Literature DB >> 18830228

Misleading behavioural phenotype with adenylosuccinate lyase deficiency.

Cyril Gitiaux1, Irène Ceballos-Picot, Sandrine Marie, Vassili Valayannopoulos, Marlène Rio, Séverine Verrieres, Jean François Benoist, Marie Françoise Vincent, Isabelle Desguerre, Nadia Bahi-Buisson.   

Abstract

Adenylosuccinate lyase deficiency is a rare autosomal disorder of de novo purine synthesis, which results in the accumulation of succinylpurines in body fluids. Patients with adenylosuccinate lyase deficiency show a variable combination of mental retardation, epilepsy and autistic features and are usually discovered during screens for unexplained encephalopathy using the Bratton-Marshall assay that reveals the excretion of the succinylaminoimidazolecarboxamide riboside (SAICAr).
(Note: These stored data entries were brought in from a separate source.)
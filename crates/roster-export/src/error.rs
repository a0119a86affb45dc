//! Error types for `roster-export`.

use thiserror::Error;

#[derive(Debug, Error)]
pub enum Error {
  /// The attribute has neither a row accessor nor a dynamic handler.
  /// Raised while setting up an export, before any row is produced.
  #[error("unknown export attribute: {0:?}")]
  UnknownAttribute(String),

  #[error("batch size must be positive")]
  EmptyBatch,

  #[error("source error: {0}")]
  Source(#[source] Box<dyn std::error::Error + Send + Sync>),
}

impl Error {
  /// Box a batch source failure into [`Error::Source`].
  pub fn fetch<E>(e: E) -> Self
  where
    E: std::error::Error + Send + Sync + 'static,
  {
    Self::Source(Box::new(e))
  }
}

pub type Result<T, E = Error> = std::result::Result<T, E>;
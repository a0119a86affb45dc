//! Error type for `roster-store-sqlite`.

use thiserror::Error;

#[derive(Debug, Error)]
pub enum Error {
  #[error("core error: {0}")]
  Core(#[from] roster_core::Error),

  #[error("database error: {0}")]
  Database(#[from] tokio_rusqlite::Error),

  #[error("json error: {0}")]
  Json(#[from] serde_json::Error),

  #[error("uuid parse error: {0}")]
  Uuid(#[from] uuid::Error),

  #[error("date/time parse error: {0}")]
  DateParse(String),

  #[error("invalid stored value: {0}")]
  Decode(String),

  /// An update or delete inside a batch matched no row. The whole batch was
  /// rolled back.
  #[error("no {table} row with id {id}")]
  RowNotFound {
    table: &'static str,
    id:    uuid::Uuid,
  },
}

impl Error {
  /// Unwrap errors raised inside a connection call back into [`Error`].
  pub(crate) fn from_call(e: tokio_rusqlite::Error) -> Self {
    match e {
      tokio_rusqlite::Error::Other(boxed) => match boxed.downcast::<Error>() {
        Ok(inner) => *inner,
        Err(other) => Self::Database(tokio_rusqlite::Error::Other(other)),
      },
      e => Self::Database(e),
    }
  }
}

pub type Result<T, E = Error> = std::result::Result<T, E>;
Here, we report on two sisters aged 11 and 12 years presented with global developmental delay, motor apraxia, severe speech deficits, seizures and behavioural features, which combined excessive laughter, a very happy disposition, hyperactivity, a short attention span, the mouthing of objects, tantrums and stereotyped movements that gave a behavioural profile mimicking Angelman syndrome. Both patients had an increased succinyladenosine/SAICAr ratio of 1.6, and exhibited a novel homozygous missense mutation (c.674T>C; p.Met225Thr) in the exon 6 of the ADSL gene. We suggest that these clinical features might be a new presentation of adenylosuccinate lyase deficiency. On the basis of this observation, although adenylosuccinate lyase deficiency is a rare disorder, this diagnosis should be considered in patients with mental retardation and a behavioural profile suggestive of Angelman syndrome.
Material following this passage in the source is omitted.